» **Supplied entries**:
+++
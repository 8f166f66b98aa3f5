//! Privilege levels of the RISC-V privileged architecture.

use std::cmp::Ordering;
use std::fmt;
use thiserror::Error;

/// List of all possible privilege levels for RISC-V.
///
/// Same as [`PrivilegeLevel`] except that it allows specifying the reserved privilege level `2`.
/// This is useful whenever a minimum required privilege level is read out of a 2-bit field (such
/// as the minimum-privilege bits of a CSR address), since that field may legally hold the
/// reserved value.
#[derive(Debug, Copy, Clone, Eq, PartialEq, Ord, PartialOrd)]
pub enum RawPrivilegeLevel {
    User = 0,
    Supervisor = 1,
    /// Privilege level `0b10` is reserved in the base ISA. When using the hypervisor extension,
    /// this becomes the Hypervisor privilege level, which this core does not implement.
    Reserved = 2,
    Machine = 3,
}

impl RawPrivilegeLevel {
    /// Converts a 2-bit value into a [`RawPrivilegeLevel`].
    ///
    /// # Panics
    ///
    /// Panics if the value doesn't fit in 2 bits (`0..=3`).
    pub fn from_u2(value_u2: u8) -> Self {
        match value_u2 {
            0 => Self::User,
            1 => Self::Supervisor,
            2 => Self::Reserved,
            3 => Self::Machine,
            _ => panic!("out of range u2 used"),
        }
    }

    pub fn is_reserved(self) -> bool {
        matches!(self, Self::Reserved)
    }
}

impl fmt::Display for RawPrivilegeLevel {
    fn fmt(&self, f: &mut fmt::Formatter<'_>) -> fmt::Result {
        f.write_str(match *self {
            RawPrivilegeLevel::User => "U",
            RawPrivilegeLevel::Supervisor => "S",
            RawPrivilegeLevel::Reserved => "2",
            RawPrivilegeLevel::Machine => "M",
        })
    }
}

/// The three privilege levels this core implements.
///
/// > The machine level has the highest privileges and is the only mandatory privilege level for a
/// > RISC-V hardware platform. Code run in machine-mode (M-mode) is usually inherently trusted, as
/// > it has low-level access to the machine implementation. User-mode (U-mode) and supervisor-mode
/// > (S-mode) are intended for conventional application and operating system usage respectively.
#[derive(Debug, Copy, Clone, Eq, PartialEq, Ord, PartialOrd, Default)]
pub enum PrivilegeLevel {
    /// User/application (abbreviated `U`) is the lowest privilege level.
    #[default]
    User = 0,
    /// Supervisor (abbreviated `S`) is an intermediate privilege level, intended for the OS.
    Supervisor = 1,
    // Level 2 is reserved.
    /// Machine (abbreviated `M`) is the highest privilege level, and the only one a hart is
    /// guaranteed to support.
    Machine = 3,
}

impl PartialEq<PrivilegeLevel> for RawPrivilegeLevel {
    fn eq(&self, other: &PrivilegeLevel) -> bool {
        *self as usize == *other as usize
    }
}

impl PartialEq<RawPrivilegeLevel> for PrivilegeLevel {
    fn eq(&self, other: &RawPrivilegeLevel) -> bool {
        *self as usize == *other as usize
    }
}

impl PartialOrd<PrivilegeLevel> for RawPrivilegeLevel {
    fn partial_cmp(&self, other: &PrivilegeLevel) -> Option<Ordering> {
        (*self as usize).partial_cmp(&(*other as usize))
    }
}

impl PartialOrd<RawPrivilegeLevel> for PrivilegeLevel {
    fn partial_cmp(&self, other: &RawPrivilegeLevel) -> Option<Ordering> {
        (*self as usize).partial_cmp(&(*other as usize))
    }
}

impl fmt::Display for PrivilegeLevel {
    fn fmt(&self, f: &mut fmt::Formatter<'_>) -> fmt::Result {
        f.write_str(match *self {
            PrivilegeLevel::User => "U",
            PrivilegeLevel::Supervisor => "S",
            PrivilegeLevel::Machine => "M",
        })
    }
}

impl From<PrivilegeLevel> for RawPrivilegeLevel {
    fn from(value: PrivilegeLevel) -> Self {
        match value {
            PrivilegeLevel::User => Self::User,
            PrivilegeLevel::Supervisor => Self::Supervisor,
            PrivilegeLevel::Machine => Self::Machine,
        }
    }
}

impl TryFrom<RawPrivilegeLevel> for PrivilegeLevel {
    type Error = ReservedPrivilegeLevelError;
    fn try_from(value: RawPrivilegeLevel) -> Result<Self, Self::Error> {
        match value {
            RawPrivilegeLevel::User => Ok(Self::User),
            RawPrivilegeLevel::Supervisor => Ok(Self::Supervisor),
            RawPrivilegeLevel::Reserved => Err(ReservedPrivilegeLevelError(value)),
            RawPrivilegeLevel::Machine => Ok(Self::Machine),
        }
    }
}

#[derive(Error, Debug)]
#[error("privilege level {0} is reserved")]
pub struct ReservedPrivilegeLevelError(RawPrivilegeLevel);

#[cfg(test)]
mod tests {
    use super::*;

    #[test]
    fn test_ordering() {
        assert!(PrivilegeLevel::User < PrivilegeLevel::Supervisor);
        assert!(PrivilegeLevel::Supervisor < PrivilegeLevel::Machine);
    }

    #[test]
    fn test_reserved_rejected() {
        assert!(PrivilegeLevel::try_from(RawPrivilegeLevel::Reserved).is_err());
    }

    #[test]
    fn test_cross_type_comparison() {
        assert_eq!(RawPrivilegeLevel::Machine, PrivilegeLevel::Machine);
        assert!(RawPrivilegeLevel::User < PrivilegeLevel::Supervisor);
    }
}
+++
» **Required action**: Could you give the records again, exactly as they appear?

» **Exercise response**:
repository 8f166f66b98aa3f5
//! Privilege levels of the RISC-V privileged architecture.

use std::cmp::Ordering;
use std::fmt;
use thiserror::Error;

/// List of all possible privilege levels for RISC-V.
///
/// Same as [`PrivilegeLevel`] except that it allows specifying the reserved privilege level `2`.
/// This is useful whenever a minimum required privilege level is read out of a 2-bit field (such
/// as the minimum-privilege bits of a CSR address), since that field may legally hold the
/// reserved value.
#[derive(Debug, Copy, Clone, Eq, PartialEq, Ord, PartialOrd)]
pub enum RawPrivilegeLevel {
    User = 0,
    Supervisor = 1,
    /// Privilege level `0b10` is reserved in the base ISA. When using the hypervisor extension,
    /// this becomes the Hypervisor privilege level, which this core does not implement.
    Reserved = 2,
    Machine = 3,
}

impl RawPrivilegeLevel {
    /// Converts a 2-bit value into a [`RawPrivilegeLevel`].
    ///
    /// # Panics
    ///
    /// Panics if the value doesn't fit in 2 bits (`0..=3`).
    pub fn from_u2(value_u2: u8) -> Self {
        match value_u2 {
            0 => Self::User,
            1 => Self::Supervisor,
            2 => Self::Reserved,
            3 => Self::Machine,
            _ => panic!("out of range u2 used"),
        }
    }

    pub fn is_reserved(self) -> bool {
        matches!(self, Self::Reserved)
    }
}

impl fmt::Display for RawPrivilegeLevel {
    fn fmt(&self, f: &mut fmt::Formatter<'_>) -> fmt::Result {
        f.write_str(match *self {
            RawPrivilegeLevel::User => "U",
            RawPrivilegeLevel::Supervisor => "S",
            RawPrivilegeLevel::Reserved => "2",
            RawPrivilegeLevel::Machine => "M",
        })
    }
}

/// The three privilege levels this core implements.
///
/// > The machine level has the highest privileges and is the only mandatory privilege level for a
/// > RISC-V hardware platform. Code run in machine-mode (M-mode) is usually inherently trusted, as
/// > it has low-level access to the machine implementation. User-mode (U-mode) and supervisor-mode
/// > (S-mode) are intended for conventional application and operating system usage respectively.
#[derive(Debug, Copy, Clone, Eq, PartialEq, Ord, PartialOrd, Default)]
pub enum PrivilegeLevel {
    /// User/application (abbreviated `U`) is the lowest privilege level.
    #[default]
    User = 0,
    /// Supervisor (abbreviated `S`) is an intermediate privilege level, intended for the OS.
    Supervisor = 1,
    // Level 2 is reserved.
    /// Machine (abbreviated `M`) is the highest privilege level, and the only one a hart is
    /// guaranteed to support.
    Machine = 3,
}

impl PartialEq<PrivilegeLevel> for RawPrivilegeLevel {
    fn eq(&self, other: &PrivilegeLevel) -> bool {
        *self as usize == *other as usize
    }
}

impl PartialEq<RawPrivilegeLevel> for PrivilegeLevel {
    fn eq(&self, other: &RawPrivilegeLevel) -> bool {
        *self as usize == *other as usize
    }
}

impl PartialOrd<PrivilegeLevel> for RawPrivilegeLevel {
    fn partial_cmp(&self, other: &PrivilegeLevel) -> Option<Ordering> {
        (*self as usize).partial_cmp(&(*other as usize))
    }
}

impl PartialOrd<RawPrivilegeLevel> for PrivilegeLevel {
    fn partial_cmp(&self, other: &RawPrivilegeLevel) -> Option<Ordering> {
        (*self as usize).partial_cmp(&(*other as usize))
    }
}

impl fmt::Display for PrivilegeLevel {
    fn fmt(&self, f: &mut fmt::Formatter<'_>) -> fmt::Result {
        f.write_str(match *self {
            PrivilegeLevel::User => "U",
            PrivilegeLevel::Supervisor => "S",
            PrivilegeLevel::Machine => "M",
        })
    }
}

impl From<PrivilegeLevel> for RawPrivilegeLevel {
    fn from(value: PrivilegeLevel) -> Self {
        match value {
            PrivilegeLevel::User => Self::User,
            PrivilegeLevel::Supervisor => Self::Supervisor,
            PrivilegeLevel::Machine => Self::Machine,
        }
    }
}

impl TryFrom<RawPrivilegeLevel> for PrivilegeLevel {
    type Error = ReservedPrivilegeLevelError;
    fn try_from(value: RawPrivilegeLevel) -> Result<Self, Self::Error> {
        match value {
            RawPrivilegeLevel::User => Ok(Self::User),
            RawPrivilegeLevel::Supervisor => Ok(Self::Supervisor),
            RawPrivilegeLevel::Reserved => Err(ReservedPrivilegeLevelError(value)),
            RawPrivilegeLevel::Machine => Ok(Self::Machine),
        }
    }
}

#[derive(Error, Debug)]
#[error("privilege level {0} is reserved")]
pub struct ReservedPrivilegeLevelError(RawPrivilegeLevel);

#[cfg(test)]
mod tests {
    use super::*;

    #[test]
    fn test_ordering() {
        assert!(PrivilegeLevel::User < PrivilegeLevel::Supervisor);
        assert!(PrivilegeLevel::Supervisor < PrivilegeLevel::Machine);
    }

    #[test]
    fn test_reserved_rejected() {
        assert!(PrivilegeLevel::try_from(RawPrivilegeLevel::Reserved).is_err());
    }

    #[test]
    fn test_cross_type_comparison() {
        assert_eq!(RawPrivilegeLevel::Machine, PrivilegeLevel::Machine);
        assert!(RawPrivilegeLevel::User < PrivilegeLevel::Supervisor);
    }
}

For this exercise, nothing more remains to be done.